Problem requirements:
Go through each line of the records below and count those with the word "describe". Give only the count.

Dataset items:
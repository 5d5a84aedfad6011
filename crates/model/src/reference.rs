//! Identity metadata and catalog references.

use semver::Version;
use serde::{Deserialize, Serialize};

/// Identity metadata carried by every named entity.
///
/// All fields are optional; an entity without an id can only be used inline.
#[derive(Debug, Clone, Default, Serialize, Deserialize, PartialEq, Eq)]
pub struct Metadata {
    #[serde(default, skip_serializing_if = "Option::is_none")]
    pub id: Option<String>,
    #[serde(default, skip_serializing_if = "Option::is_none")]
    pub version: Option<Version>,
    #[serde(default, skip_serializing_if = "Option::is_none")]
    pub description: Option<String>,
    #[serde(default, skip_serializing_if = "Option::is_none")]
    pub labels: Option<Vec<String>>,
}

impl Metadata {
    pub fn is_empty(&self) -> bool {
        self.id.is_none()
            && self.version.is_none()
            && self.description.is_none()
            && self.labels.is_none()
    }
}

/// An opaque pointer to a separately defined entity.
///
/// Resolved by the catalog at evaluation time. A missing version means
/// "latest".
#[derive(Debug, Clone, Serialize, Deserialize, PartialEq, Eq)]
pub struct EntityRef {
    pub id: String,
    #[serde(default, skip_serializing_if = "Option::is_none")]
    pub version: Option<Version>,
}

impl EntityRef {
    pub fn new(id: impl Into<String>, version: Option<Version>) -> Self {
        EntityRef {
            id: id.into(),
            version,
        }
    }
}

/// A reference tagged with the kind of entity it points at.
#[derive(Debug, Clone, Serialize, Deserialize, PartialEq, Eq)]
#[serde(tag = "refType", rename_all = "snake_case")]
pub enum Reference {
    Variable(EntityRef),
    Resolver(EntityRef),
    Condition(EntityRef),
    Policy(EntityRef),
    Action(EntityRef),
}

impl Reference {
    pub fn target(&self) -> &EntityRef {
        match self {
            Reference::Variable(r)
            | Reference::Resolver(r)
            | Reference::Condition(r)
            | Reference::Policy(r)
            | Reference::Action(r) => r,
        }
    }

    /// Human-readable name of the referenced kind, for error messages.
    pub fn kind_name(&self) -> &'static str {
        match self {
            Reference::Variable(_) => "variable reference",
            Reference::Resolver(_) => "resolver reference",
            Reference::Condition(_) => "condition reference",
            Reference::Policy(_) => "policy reference",
            Reference::Action(_) => "action reference",
        }
    }
}

/// A slot holding either an inline entity or a reference to one.
#[derive(Debug, Clone, Serialize, Deserialize, PartialEq)]
#[serde(rename_all = "snake_case")]
pub enum RefOr<T> {
    Value(T),
    Ref(EntityRef),
}

impl<T> RefOr<T> {
    pub fn as_value(&self) -> Option<&T> {
        match self {
            RefOr::Value(v) => Some(v),
            RefOr::Ref(_) => None,
        }
    }

    pub fn as_reference(&self) -> Option<&EntityRef> {
        match self {
            RefOr::Value(_) => None,
            RefOr::Ref(r) => Some(r),
        }
    }
}
use peel_model::{PolicyAction, PolicyCondition, PolicyEntity, PolicyVariable, ValueResolver};

use super::{Node, Parser};
use crate::config::ParserConfig;
use crate::error::PeelError;
use crate::grammar::EntityKind;
use crate::options::ParsedOptions;

/// The object family a caller asks for; the root command must belong to it.
#[derive(Debug, Clone, Copy, PartialEq, Eq)]
pub enum Category {
    Variable,
    Resolver,
    Condition,
    Action,
    Policy,
}

impl Category {
    pub fn accepts(&self, kind: EntityKind) -> bool {
        use EntityKind as K;
        match self {
            Category::Variable => matches!(kind, K::VariableStatic | K::VariableDynamic),
            Category::Resolver => kind == K::ValueResolver,
            Category::Condition => matches!(
                kind,
                K::ConditionAtomic | K::ConditionComposite | K::ConditionDefault
            ),
            Category::Action => kind == K::PolicyAction,
            Category::Policy => matches!(kind, K::Policy | K::PolicySet | K::PolicyDefault),
        }
    }

    pub fn as_str(&self) -> &'static str {
        match self {
            Category::Variable => "a variable",
            Category::Resolver => "a value resolver",
            Category::Condition => "a condition",
            Category::Action => "a policy action",
            Category::Policy => "a policy",
        }
    }
}

/// Entry points for parsing PEEL text under one [`ParserConfig`].
///
/// Every call owns its own cursor, so a single `PeelParser` can be shared
/// freely between threads.
#[derive(Debug, Clone, Default)]
pub struct PeelParser {
    config: ParserConfig,
}

impl PeelParser {
    pub fn new(config: ParserConfig) -> Self {
        PeelParser { config }
    }

    pub fn config(&self) -> &ParserConfig {
        &self.config
    }

    pub fn parse_variable(&self, input: &str) -> Result<PolicyVariable, PeelError> {
        match self.parse(input, Category::Variable)? {
            Node::Variable(v) => Ok(v),
            other => Err(mismatch(Category::Variable, &other)),
        }
    }

    pub fn parse_resolver(&self, input: &str) -> Result<ValueResolver, PeelError> {
        match self.parse(input, Category::Resolver)? {
            Node::Resolver(r) => Ok(r),
            other => Err(mismatch(Category::Resolver, &other)),
        }
    }

    pub fn parse_condition(&self, input: &str) -> Result<PolicyCondition, PeelError> {
        match self.parse(input, Category::Condition)? {
            Node::Condition(c) => Ok(c),
            other => Err(mismatch(Category::Condition, &other)),
        }
    }

    pub fn parse_action(&self, input: &str) -> Result<PolicyAction, PeelError> {
        match self.parse(input, Category::Action)? {
            Node::Action(a) => Ok(a),
            other => Err(mismatch(Category::Action, &other)),
        }
    }

    /// Parse a policy, a policy set or a default policy.
    pub fn parse_policy(&self, input: &str) -> Result<PolicyEntity, PeelError> {
        match self.parse(input, Category::Policy)? {
            Node::Policy(p) => Ok(p),
            other => Err(mismatch(Category::Policy, &other)),
        }
    }

    /// Parse a standalone `#opts(...)` command.
    pub fn parse_options(&self, input: &str) -> Result<ParsedOptions, PeelError> {
        let chars = self.chars(input)?;
        let options = Parser::new(&chars, &self.config).parse_root_options()?;
        tracing::debug!(len = chars.len(), "parsed options");
        Ok(options)
    }

    fn parse(&self, input: &str, category: Category) -> Result<Node, PeelError> {
        let chars = self.chars(input)?;
        let node = Parser::new(&chars, &self.config).parse_root(category)?;
        tracing::debug!(
            category = category.as_str(),
            object = node.describe(),
            len = chars.len(),
            "parsed expression"
        );
        Ok(node)
    }

    fn chars(&self, input: &str) -> Result<Vec<char>, PeelError> {
        let chars: Vec<char> = input.chars().collect();
        match self.config.max_input_len {
            Some(max) if chars.len() > max => Err(PeelError::InputTooLong {
                max,
                actual: chars.len(),
            }),
            _ => Ok(chars),
        }
    }
}

// Deserializers map each entity kind to exactly one node variant, and the
// root kind has already been checked against the category.
fn mismatch(category: Category, node: &Node) -> PeelError {
    PeelError::Deserialize {
        keyword: "",
        message: format!("expected {} but built {}", category.as_str(), node.describe()),
    }
}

Answer to the problem:
2